Aim of the exercise: Which lines hold the word "crate"? Copy each of them from the material.

Information given:
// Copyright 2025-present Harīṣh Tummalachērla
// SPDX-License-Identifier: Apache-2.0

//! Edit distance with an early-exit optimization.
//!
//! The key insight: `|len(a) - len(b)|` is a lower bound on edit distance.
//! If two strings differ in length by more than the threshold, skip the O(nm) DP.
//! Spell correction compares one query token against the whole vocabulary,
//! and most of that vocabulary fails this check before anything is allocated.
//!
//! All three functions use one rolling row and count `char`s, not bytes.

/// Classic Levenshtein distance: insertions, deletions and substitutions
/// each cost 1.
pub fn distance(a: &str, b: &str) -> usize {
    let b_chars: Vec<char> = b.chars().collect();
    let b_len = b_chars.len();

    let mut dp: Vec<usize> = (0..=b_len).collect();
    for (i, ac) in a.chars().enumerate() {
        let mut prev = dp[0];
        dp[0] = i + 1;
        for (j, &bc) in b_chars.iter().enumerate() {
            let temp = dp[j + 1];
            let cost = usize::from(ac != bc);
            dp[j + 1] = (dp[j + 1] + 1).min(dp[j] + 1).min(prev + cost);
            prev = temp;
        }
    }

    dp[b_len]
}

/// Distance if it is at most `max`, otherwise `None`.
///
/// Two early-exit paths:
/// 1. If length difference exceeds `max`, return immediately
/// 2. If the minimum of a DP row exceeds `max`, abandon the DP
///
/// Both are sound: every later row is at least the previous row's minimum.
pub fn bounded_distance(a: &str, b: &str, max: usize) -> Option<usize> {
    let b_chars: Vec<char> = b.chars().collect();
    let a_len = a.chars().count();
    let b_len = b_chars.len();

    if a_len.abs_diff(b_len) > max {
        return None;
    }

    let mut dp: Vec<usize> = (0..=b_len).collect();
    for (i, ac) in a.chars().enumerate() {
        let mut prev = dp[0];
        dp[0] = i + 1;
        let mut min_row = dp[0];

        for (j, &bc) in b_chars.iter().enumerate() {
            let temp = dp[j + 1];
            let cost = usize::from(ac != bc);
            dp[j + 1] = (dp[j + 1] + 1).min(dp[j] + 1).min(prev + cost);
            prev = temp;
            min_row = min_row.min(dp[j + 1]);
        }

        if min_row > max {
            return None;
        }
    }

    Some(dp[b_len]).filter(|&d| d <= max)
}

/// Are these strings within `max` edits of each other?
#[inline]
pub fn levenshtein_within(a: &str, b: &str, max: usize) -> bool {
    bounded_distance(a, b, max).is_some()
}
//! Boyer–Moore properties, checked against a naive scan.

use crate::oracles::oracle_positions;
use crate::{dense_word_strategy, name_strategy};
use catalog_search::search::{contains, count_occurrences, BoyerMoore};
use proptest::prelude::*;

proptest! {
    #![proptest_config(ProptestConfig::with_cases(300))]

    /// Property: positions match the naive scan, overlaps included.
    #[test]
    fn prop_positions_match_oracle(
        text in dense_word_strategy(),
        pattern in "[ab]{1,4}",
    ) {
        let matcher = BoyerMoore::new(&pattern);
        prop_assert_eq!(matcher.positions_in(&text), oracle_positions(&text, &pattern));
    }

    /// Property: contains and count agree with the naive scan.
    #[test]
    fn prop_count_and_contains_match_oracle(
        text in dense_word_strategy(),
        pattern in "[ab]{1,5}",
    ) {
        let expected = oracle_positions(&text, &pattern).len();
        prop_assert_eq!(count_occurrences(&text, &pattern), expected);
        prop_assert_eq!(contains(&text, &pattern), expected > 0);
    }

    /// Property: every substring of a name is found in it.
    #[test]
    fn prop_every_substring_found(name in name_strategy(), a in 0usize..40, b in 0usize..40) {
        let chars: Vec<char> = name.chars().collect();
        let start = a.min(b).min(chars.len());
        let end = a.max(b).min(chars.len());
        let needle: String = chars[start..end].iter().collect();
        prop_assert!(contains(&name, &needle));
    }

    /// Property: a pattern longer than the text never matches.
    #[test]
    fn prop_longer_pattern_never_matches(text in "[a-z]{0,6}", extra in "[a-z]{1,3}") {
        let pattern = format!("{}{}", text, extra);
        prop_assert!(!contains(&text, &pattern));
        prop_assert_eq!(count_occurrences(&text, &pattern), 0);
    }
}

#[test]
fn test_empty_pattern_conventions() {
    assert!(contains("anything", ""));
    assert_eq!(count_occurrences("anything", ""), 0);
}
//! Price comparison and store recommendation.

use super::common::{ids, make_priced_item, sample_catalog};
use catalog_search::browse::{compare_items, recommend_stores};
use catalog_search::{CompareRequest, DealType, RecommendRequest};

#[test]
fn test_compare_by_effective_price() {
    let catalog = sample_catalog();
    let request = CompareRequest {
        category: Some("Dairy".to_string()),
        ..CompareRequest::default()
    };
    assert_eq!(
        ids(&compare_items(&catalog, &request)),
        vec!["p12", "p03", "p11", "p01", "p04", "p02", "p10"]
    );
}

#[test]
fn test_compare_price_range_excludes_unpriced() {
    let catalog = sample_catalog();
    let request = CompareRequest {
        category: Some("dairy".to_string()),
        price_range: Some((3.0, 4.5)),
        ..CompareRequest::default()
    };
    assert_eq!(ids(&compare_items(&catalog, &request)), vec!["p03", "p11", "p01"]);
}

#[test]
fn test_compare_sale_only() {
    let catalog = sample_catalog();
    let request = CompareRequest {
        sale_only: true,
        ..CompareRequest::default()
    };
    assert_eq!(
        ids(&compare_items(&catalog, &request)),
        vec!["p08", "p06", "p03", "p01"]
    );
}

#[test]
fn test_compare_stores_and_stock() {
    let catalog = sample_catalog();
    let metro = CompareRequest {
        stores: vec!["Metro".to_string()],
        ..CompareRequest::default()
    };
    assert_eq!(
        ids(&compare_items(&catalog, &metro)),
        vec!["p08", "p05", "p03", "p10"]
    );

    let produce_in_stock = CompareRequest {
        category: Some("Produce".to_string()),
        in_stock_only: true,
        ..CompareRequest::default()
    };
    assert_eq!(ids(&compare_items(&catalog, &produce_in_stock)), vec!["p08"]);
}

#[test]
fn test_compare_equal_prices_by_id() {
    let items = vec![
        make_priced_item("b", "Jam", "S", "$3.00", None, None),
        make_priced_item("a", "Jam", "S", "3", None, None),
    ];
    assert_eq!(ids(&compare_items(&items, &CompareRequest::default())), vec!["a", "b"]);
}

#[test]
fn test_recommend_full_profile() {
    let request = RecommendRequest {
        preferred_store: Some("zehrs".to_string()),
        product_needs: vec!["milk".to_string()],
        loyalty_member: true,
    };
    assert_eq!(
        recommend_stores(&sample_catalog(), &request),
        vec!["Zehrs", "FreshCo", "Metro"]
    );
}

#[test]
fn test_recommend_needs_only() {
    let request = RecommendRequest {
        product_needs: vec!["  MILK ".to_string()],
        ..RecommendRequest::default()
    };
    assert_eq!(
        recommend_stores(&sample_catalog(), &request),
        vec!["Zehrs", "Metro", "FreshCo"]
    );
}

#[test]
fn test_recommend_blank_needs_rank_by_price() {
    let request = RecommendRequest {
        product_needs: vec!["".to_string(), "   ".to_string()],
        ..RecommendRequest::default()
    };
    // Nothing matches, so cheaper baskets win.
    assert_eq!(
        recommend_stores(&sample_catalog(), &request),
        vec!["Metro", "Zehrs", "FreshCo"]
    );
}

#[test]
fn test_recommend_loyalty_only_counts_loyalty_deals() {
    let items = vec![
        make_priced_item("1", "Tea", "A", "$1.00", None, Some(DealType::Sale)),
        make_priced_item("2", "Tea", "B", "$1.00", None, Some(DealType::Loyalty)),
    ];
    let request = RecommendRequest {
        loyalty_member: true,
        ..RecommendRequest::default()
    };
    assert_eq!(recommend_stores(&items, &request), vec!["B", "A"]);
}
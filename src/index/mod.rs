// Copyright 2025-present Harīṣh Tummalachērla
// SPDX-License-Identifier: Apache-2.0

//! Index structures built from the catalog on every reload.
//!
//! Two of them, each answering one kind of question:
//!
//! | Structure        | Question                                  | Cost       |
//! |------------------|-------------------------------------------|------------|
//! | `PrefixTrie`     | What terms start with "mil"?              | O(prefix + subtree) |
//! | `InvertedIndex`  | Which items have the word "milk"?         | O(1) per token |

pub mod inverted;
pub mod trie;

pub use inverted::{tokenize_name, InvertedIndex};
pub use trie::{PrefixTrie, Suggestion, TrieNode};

Output of the exercise:
use crate::oracles::oracle_positions;
use crate::{dense_word_strategy, name_strategy};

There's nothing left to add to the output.